--- Available records Enclosed Below ---

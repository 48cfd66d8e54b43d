// Copyright 2025 Neuraville Inc.
// SPDX-License-Identifier: Apache-2.0

//! Logging initialization
//!
//! Console output plus, when a log directory is configured, per-crate JSON log
//! files with retention of old runs.

use anyhow::{anyhow, Context, Result};
use chrono::{DateTime, NaiveDateTime, TimeZone, Utc};
use std::path::{Path, PathBuf};
use tracing_appender::rolling;
use tracing_subscriber::layer::SubscriberExt;
use tracing_subscriber::util::SubscriberInitExt;
use tracing_subscriber::{EnvFilter, Layer, Registry};

use crate::cli::CrateDebugFlags;
use crate::config::ObservabilityConfig;

const RUN_PREFIX: &str = "run_";
const RUN_TIMESTAMP_FORMAT: &str = "%Y%m%d_%H%M%S";

/// Keeps the non-blocking file writers alive; logs are flushed when dropped
pub struct LoggingGuard {
    _file_guards: Vec<tracing_appender::non_blocking::WorkerGuard>,
    log_dir: PathBuf,
}

impl LoggingGuard {
    /// The run folder this process logs into
    pub fn log_dir(&self) -> &Path {
        &self.log_dir
    }
}

/// Initialize logging with file output and console output
///
/// Creates a timestamped folder structure:
/// ```text
/// ./logs/
///   └── run_20250101_120000/
///       ├── alignbench-evaluation.log
///       ├── alignbench-solvers.log
///       ├── ...
///       └── alignbench.log (combined)
/// ```
///
/// # Arguments
/// * `debug_flags` - Per-crate debug flags for filtering
/// * `log_dir` - Base directory for logs (default: `./logs`)
/// * `retention_days` - Keep logs for N days (default: 30)
/// * `retention_runs` - Keep N most recent runs (default: 10)
pub fn init_logging(
    debug_flags: &CrateDebugFlags,
    log_dir: Option<PathBuf>,
    retention_days: Option<u64>,
    retention_runs: Option<usize>,
) -> Result<LoggingGuard> {
    install_file_logging(
        debug_flags.to_filter_string(),
        log_dir.unwrap_or_else(|| PathBuf::from("./logs")),
        retention_days.unwrap_or(30),
        retention_runs.unwrap_or(10),
    )
}

/// Initialize logging with default settings
pub fn init_logging_default(debug_flags: &CrateDebugFlags) -> Result<LoggingGuard> {
    init_logging(debug_flags, None, None, None)
}

/// Initialize logging from the `[logging]` section
///
/// Returns `None` when no log directory is configured, in which case only the
/// console subscriber is installed.
pub fn init_from_config(
    config: &ObservabilityConfig,
    debug_flags: &CrateDebugFlags,
) -> Result<Option<LoggingGuard>> {
    let level = config.normalized_level()?;
    let filter = debug_flags.to_filter_string_with_default(&level);

    match &config.log_dir {
        Some(dir) => install_file_logging(
            filter,
            dir.clone(),
            config.retention_days,
            config.retention_runs,
        )
        .map(Some),
        None => {
            init_console_logging(&filter);
            Ok(None)
        }
    }
}

/// Install a console-only subscriber
///
/// Returns `false` if a global subscriber was already installed, which is
/// expected when tests or embedding applications initialize logging first.
pub fn init_console_logging(filter: &str) -> bool {
    tracing_subscriber::fmt()
        .with_env_filter(EnvFilter::new(filter))
        .with_target(false)
        .try_init()
        .is_ok()
}

fn install_file_logging(
    filter: String,
    base_log_dir: PathBuf,
    retention_days: u64,
    retention_runs: usize,
) -> Result<LoggingGuard> {
    let timestamp = Utc::now().format(RUN_TIMESTAMP_FORMAT);
    let run_folder = base_log_dir.join(format!("{}{}", RUN_PREFIX, timestamp));
    std::fs::create_dir_all(&run_folder)
        .with_context(|| format!("Failed to create log directory: {}", run_folder.display()))?;

    cleanup_old_logs(&base_log_dir, retention_days, retention_runs)?;

    let mut layers = Vec::new();
    let mut file_guards = Vec::new();

    // Console layer (human-readable)
    let console_layer = tracing_subscriber::fmt::layer()
        .with_target(false)
        .with_file(false)
        .with_line_number(false)
        .with_filter(EnvFilter::new(&filter));
    layers.push(console_layer.boxed());

    // One JSON file per crate
    for crate_name in crate::KNOWN_CRATES {
        let file_appender = rolling::daily(&run_folder, format!("{}.log", crate_name));
        let (non_blocking, guard) = tracing_appender::non_blocking(file_appender);
        file_guards.push(guard);

        let file_layer = tracing_subscriber::fmt::layer()
            .with_writer(non_blocking)
            .with_target(true)
            .with_file(true)
            .with_line_number(true)
            .json()
            .with_filter(EnvFilter::new(format!(
                "{}=debug,{}=debug,off",
                crate_name,
                crate_name.replace('-', "_")
            )))
            .boxed();
        layers.push(file_layer);
    }

    // Combined log file (all crates)
    let combined_appender = rolling::daily(&run_folder, "alignbench.log");
    let (combined_non_blocking, combined_guard) = tracing_appender::non_blocking(combined_appender);
    file_guards.push(combined_guard);

    let combined_layer = tracing_subscriber::fmt::layer()
        .with_writer(combined_non_blocking)
        .with_target(true)
        .with_file(true)
        .with_line_number(true)
        .json()
        .with_filter(EnvFilter::new(&filter))
        .boxed();
    layers.push(combined_layer);

    Registry::default()
        .with(layers)
        .try_init()
        .map_err(|e| anyhow!("Failed to install logging subscriber: {}", e))?;

    Ok(LoggingGuard {
        _file_guards: file_guards,
        log_dir: run_folder,
    })
}

/// Remove run folders older than `retention_days`, then all but the newest `retention_runs`
fn cleanup_old_logs(base_log_dir: &Path, retention_days: u64, retention_runs: usize) -> Result<()> {
    if !base_log_dir.exists() {
        return Ok(());
    }

    let cutoff_date = Utc::now() - chrono::Duration::days(retention_days as i64);

    let mut runs: Vec<(PathBuf, DateTime<Utc>)> = Vec::new();
    for entry in std::fs::read_dir(base_log_dir)? {
        let path = entry?.path();
        if !path.is_dir() {
            continue;
        }
        let started = path
            .file_name()
            .and_then(|n| n.to_str())
            .and_then(|name| name.strip_prefix(RUN_PREFIX))
            .and_then(|stamp| NaiveDateTime::parse_from_str(stamp, RUN_TIMESTAMP_FORMAT).ok())
            .map(|naive| Utc.from_utc_datetime(&naive));
        if let Some(started) = started {
            runs.push((path, started));
        }
    }

    // Oldest first
    runs.sort_by_key(|(_, started)| *started);

    let (expired, kept): (Vec<_>, Vec<_>) =
        runs.into_iter().partition(|(_, started)| *started < cutoff_date);
    let surplus = kept.len().saturating_sub(retention_runs);

    for (path, _) in expired.iter().chain(kept.iter().take(surplus)) {
        if let Err(e) = std::fs::remove_dir_all(path) {
            eprintln!("Warning: Failed to remove old log directory {}: {}", path.display(), e);
        }
    }

    Ok(())
}

#[cfg(test)]
mod tests {
    use super::*;
    use tempfile::tempdir;

    fn run_dir(base: &Path, started: DateTime<Utc>) -> PathBuf {
        let path = base.join(format!("{}{}", RUN_PREFIX, started.format(RUN_TIMESTAMP_FORMAT)));
        std::fs::create_dir_all(&path).unwrap();
        path
    }

    #[test]
    fn test_cleanup_removes_expired_runs() {
        let dir = tempdir().unwrap();
        let old = run_dir(dir.path(), Utc::now() - chrono::Duration::days(40));
        let recent = run_dir(dir.path(), Utc::now() - chrono::Duration::minutes(5));

        cleanup_old_logs(dir.path(), 30, 10).unwrap();

        assert!(!old.exists());
        assert!(recent.exists());
    }

    #[test]
    fn test_cleanup_keeps_newest_runs() {
        let dir = tempdir().unwrap();
        let runs: Vec<PathBuf> = (0..4)
            .map(|i| run_dir(dir.path(), Utc::now() - chrono::Duration::minutes(10 * (4 - i))))
            .collect();
        let unrelated = dir.path().join("notes");
        std::fs::create_dir_all(&unrelated).unwrap();

        cleanup_old_logs(dir.path(), 30, 2).unwrap();

        assert!(!runs[0].exists());
        assert!(!runs[1].exists());
        assert!(runs[2].exists());
        assert!(runs[3].exists());
        assert!(unrelated.exists());
    }

    #[test]
    fn test_cleanup_missing_dir_is_ok() {
        let dir = tempdir().unwrap();
        assert!(cleanup_old_logs(&dir.path().join("absent"), 30, 10).is_ok());
    }
}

--- End of Enclosed Available records ---

=== Task prompt ===
Only the lines containing "recent" are needed; pull them out of the listing.

=== Answer to the exercise ===
/// * `retention_runs` - Keep N most recent runs (default: 10)
        let recent = run_dir(dir.path(), Utc::now() - chrono::Duration::minutes(5));
        assert!(recent.exists());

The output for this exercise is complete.